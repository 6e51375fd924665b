//! Bounded pool for PBKDF2-heavy work.
//!
//! Every legacy field costs one 100k-iteration derivation, so an entry with a
//! handful of tags costs several of them. Work runs on tokio's blocking threads
//! and at most `limit` jobs run at once; further callers wait for a permit.

use std::sync::Arc;

use tokio::sync::Semaphore;

use crate::error::{DiaryError, Result};

#[derive(Clone)]
pub struct DerivationPool {
    permits: Arc<Semaphore>,
    limit: usize,
}

impl DerivationPool {
    /// A pool allowing `limit` concurrent jobs (at least one).
    pub fn new(limit: usize) -> Self {
        let limit = limit.max(1);
        Self {
            permits: Arc::new(Semaphore::new(limit)),
            limit,
        }
    }

    /// A pool sized to the machine's available parallelism.
    pub fn with_default_limit() -> Self {
        Self::new(default_limit())
    }

    pub fn limit(&self) -> usize {
        self.limit
    }

    /// Permits not currently held by a running job.
    pub fn available(&self) -> usize {
        self.permits.available_permits()
    }

    /// Run `job` on a blocking thread once a permit is free.
    ///
    /// No lock is held across the job; the permit is released when it ends.
    pub async fn run<T, F>(&self, job: F) -> Result<T>
    where
        F: FnOnce() -> Result<T> + Send + 'static,
        T: Send + 'static,
    {
        let permit = self
            .permits
            .clone()
            .acquire_owned()
            .await
            .map_err(|e| DiaryError::Crypto(format!("derivation pool closed: {}", e)))?;

        tokio::task::spawn_blocking(move || {
            let result = job();
            drop(permit);
            result
        })
        .await
        .map_err(|e| DiaryError::Crypto(format!("derivation task failed: {}", e)))?
    }
}

impl Default for DerivationPool {
    fn default() -> Self {
        Self::with_default_limit()
    }
}

impl std::fmt::Debug for DerivationPool {
    fn fmt(&self, f: &mut std::fmt::Formatter<'_>) -> std::fmt::Result {
        f.debug_struct("DerivationPool")
            .field("limit", &self.limit)
            .field("available", &self.available())
            .finish()
    }
}

pub fn default_limit() -> usize {
    std::thread::available_parallelism()
        .map(|n| n.get())
        .unwrap_or(1)
}

#[cfg(test)]
mod tests {
    use super::*;
    use std::sync::atomic::{AtomicUsize, Ordering};
    use std::time::Duration;

    #[test]
    fn test_limit_is_at_least_one() {
        assert_eq!(DerivationPool::new(0).limit(), 1);
        assert!(DerivationPool::default().limit() >= 1);
    }

    #[tokio::test]
    async fn test_run_returns_job_result() {
        let pool = DerivationPool::new(2);
        let value = pool.run(|| Ok(21 * 2)).await.unwrap();
        assert_eq!(value, 42);
        let err = pool
            .run(|| -> Result<()> { Err(DiaryError::DecryptionFailed) })
            .await;
        assert!(matches!(err, Err(DiaryError::DecryptionFailed)));
        assert_eq!(pool.available(), 2);
    }

    #[tokio::test(flavor = "multi_thread", worker_threads = 4)]
    async fn test_concurrency_is_bounded() {
        let pool = DerivationPool::new(2);
        let running = Arc::new(AtomicUsize::new(0));
        let peak = Arc::new(AtomicUsize::new(0));

        let mut handles = Vec::new();
        for _ in 0..8 {
            let pool = pool.clone();
            let running = running.clone();
            let peak = peak.clone();
            handles.push(tokio::spawn(async move {
                pool.run(move || {
                    let now = running.fetch_add(1, Ordering::SeqCst) + 1;
                    peak.fetch_max(now, Ordering::SeqCst);
                    std::thread::sleep(Duration::from_millis(20));
                    running.fetch_sub(1, Ordering::SeqCst);
                    Ok(())
                })
                .await
            }));
        }
        for handle in handles {
            handle.await.unwrap().unwrap();
        }
        assert!(peak.load(Ordering::SeqCst) <= 2);
        assert!(peak.load(Ordering::SeqCst) >= 1);
    }
}
//! Password-verification gate for the legacy server-password variant.
//!
//! A SHA-256 hex digest of the encryption password is stored next to the
//! ciphertext so a wrong password can be rejected before any key derivation.
//! This is a tripwire for the encryption password only; it never gates login
//! and is never returned to clients.

use serde::{Deserialize, Serialize};
use sha2::{Digest, Sha256};

use crate::error::{DiaryError, Result};

/// Length of the hex-encoded verifier.
pub const VERIFIER_HEX_LENGTH: usize = 64;

/// SHA-256 hex digest of an encryption password.
#[derive(Clone, PartialEq, Eq, Serialize, Deserialize)]
#[serde(try_from = "String", into = "String")]
pub struct PasswordVerifier(String);

impl PasswordVerifier {
    /// Parse a stored verifier (64 lowercase hex characters).
    pub fn parse(value: &str) -> Result<Self> {
        let valid = value.len() == VERIFIER_HEX_LENGTH
            && value
                .bytes()
                .all(|b| b.is_ascii_digit() || (b'a'..=b'f').contains(&b));
        if !valid {
            return Err(DiaryError::Validation(
                "password verifier must be 64 lowercase hex characters".to_string(),
            ));
        }
        Ok(Self(value.to_string()))
    }

    /// The hex digest.
    pub fn as_str(&self) -> &str {
        &self.0
    }
}

impl TryFrom<String> for PasswordVerifier {
    type Error = DiaryError;

    fn try_from(value: String) -> Result<Self> {
        Self::parse(&value)
    }
}

impl From<PasswordVerifier> for String {
    fn from(value: PasswordVerifier) -> Self {
        value.0
    }
}

impl std::fmt::Debug for PasswordVerifier {
    fn fmt(&self, f: &mut std::fmt::Formatter<'_>) -> std::fmt::Result {
        f.write_str("PasswordVerifier([REDACTED])")
    }
}

/// Compute the verifier for a password.
pub fn compute_verifier(password: &str) -> PasswordVerifier {
    PasswordVerifier(hex::encode(Sha256::digest(password.as_bytes())))
}

/// Check a password against a stored verifier in constant time.
pub fn verify(password: &str, stored: &PasswordVerifier) -> bool {
    let computed = compute_verifier(password);
    constant_time_eq(computed.as_str().as_bytes(), stored.as_str().as_bytes())
}

/// Reject a wrong password before any decryption is attempted.
pub fn ensure_verified(password: &str, stored: &PasswordVerifier) -> Result<()> {
    if verify(password, stored) {
        Ok(())
    } else {
        Err(DiaryError::WrongPassword)
    }
}

fn constant_time_eq(a: &[u8], b: &[u8]) -> bool {
    if a.len() != b.len() {
        return false;
    }
    a.iter().zip(b.iter()).fold(0u8, |acc, (x, y)| acc | (x ^ y)) == 0
}

#[cfg(test)]
mod tests {
    use super::*;

    #[test]
    fn test_known_digest() {
        // sha256("abc")
        assert_eq!(
            compute_verifier("abc").as_str(),
            "ba7816bf8f01cfea414140de5dae2223b00361a396177a9cb410ff61f20015ad"
        );
    }

    #[test]
    fn test_verify_accepts_same_password() {
        let stored = compute_verifier("correct-horse");
        assert!(verify("correct-horse", &stored));
        assert!(ensure_verified("correct-horse", &stored).is_ok());
    }

    #[test]
    fn test_verify_rejects_other_passwords() {
        let stored = compute_verifier("correct-horse");
        for other in ["wrong-password", "correct-horse ", "Correct-horse", ""] {
            assert!(!verify(other, &stored));
        }
        assert!(matches!(
            ensure_verified("wrong-password", &stored),
            Err(DiaryError::WrongPassword)
        ));
    }

    #[test]
    fn test_verifier_shape() {
        let stored = compute_verifier("anything");
        assert_eq!(stored.as_str().len(), VERIFIER_HEX_LENGTH);
        assert!(PasswordVerifier::parse(stored.as_str()).is_ok());
    }

    #[test]
    fn test_parse_rejects_bad_input() {
        assert!(PasswordVerifier::parse("abc").is_err());
        assert!(PasswordVerifier::parse(&"A".repeat(64)).is_err());
        assert!(PasswordVerifier::parse(&"g".repeat(64)).is_err());
    }

    #[test]
    fn test_serde_as_plain_string() {
        let stored = compute_verifier("pw");
        let json = serde_json::to_string(&stored).unwrap();
        assert_eq!(json, format!("\"{}\"", stored.as_str()));
        let back: PasswordVerifier = serde_json::from_str(&json).unwrap();
        assert_eq!(back, stored);
        assert!(serde_json::from_str::<PasswordVerifier>("\"nothex\"").is_err());
    }

    #[test]
    fn test_debug_redacts() {
        let stored = compute_verifier("pw");
        let debug_output = format!("{:?}", stored);
        assert!(!debug_output.contains(stored.as_str()));
    }

    #[test]
    fn test_constant_time_eq() {
        assert!(constant_time_eq(b"abc", b"abc"));
        assert!(!constant_time_eq(b"abc", b"abd"));
        assert!(!constant_time_eq(b"abc", b"abcd"));
        assert!(!constant_time_eq(b"", b"a"));
    }
}
//! Output formatting helpers for the CLI.
//!
//! This module provides formatting utilities for displaying entries
//! as JSON, tables, or plain key=value text.

mod json;
mod text;

// Re-export public API
pub use json::{entry_json, summary_json, views_json};
pub use text::{entry_lines, list_rows, LIST_COLUMNS};
use crate::app::{resolve_entry_id, AppContext};
use crate::cli::DeleteArgs;
use crate::errors::CliError;
use crate::helpers::confirm;
use crate::ui::{self, badge, short_id, Badge};

/// Deleting needs no key: the row goes away whole.
pub fn handle_delete(ctx: &AppContext, args: &DeleteArgs) -> anyhow::Result<()> {
    let service = ctx.open_service()?;
    let owner_id = ctx.owner_id()?;
    let id = resolve_entry_id(&service, owner_id, &args.id)?;

    if !args.yes {
        if !ctx.ui(false).is_interactive() {
            return Err(
                CliError::invalid_input("Refusing to delete without --yes when not interactive").into(),
            );
        }
        if !confirm(&format!("Delete entry {}?", short_id(&id)))? {
            return Ok(());
        }
    }

    service.delete(owner_id, id)?;
    tracing::info!(entry_id = %id, "deleted entry");
    if !ctx.quiet() {
        let ui_ctx = ctx.ui(false);
        ui::print(&ui_ctx, &badge(&ui_ctx, Badge::Ok, &format!("Deleted {}", id)));
    }
    Ok(())
}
:::::
- Task details: Copy out every line of the data in which the word "move" is found.

- Answer space:
        tokio::task::spawn_blocking(move || {
            handles.push(tokio::spawn(async move {
                pool.run(move || {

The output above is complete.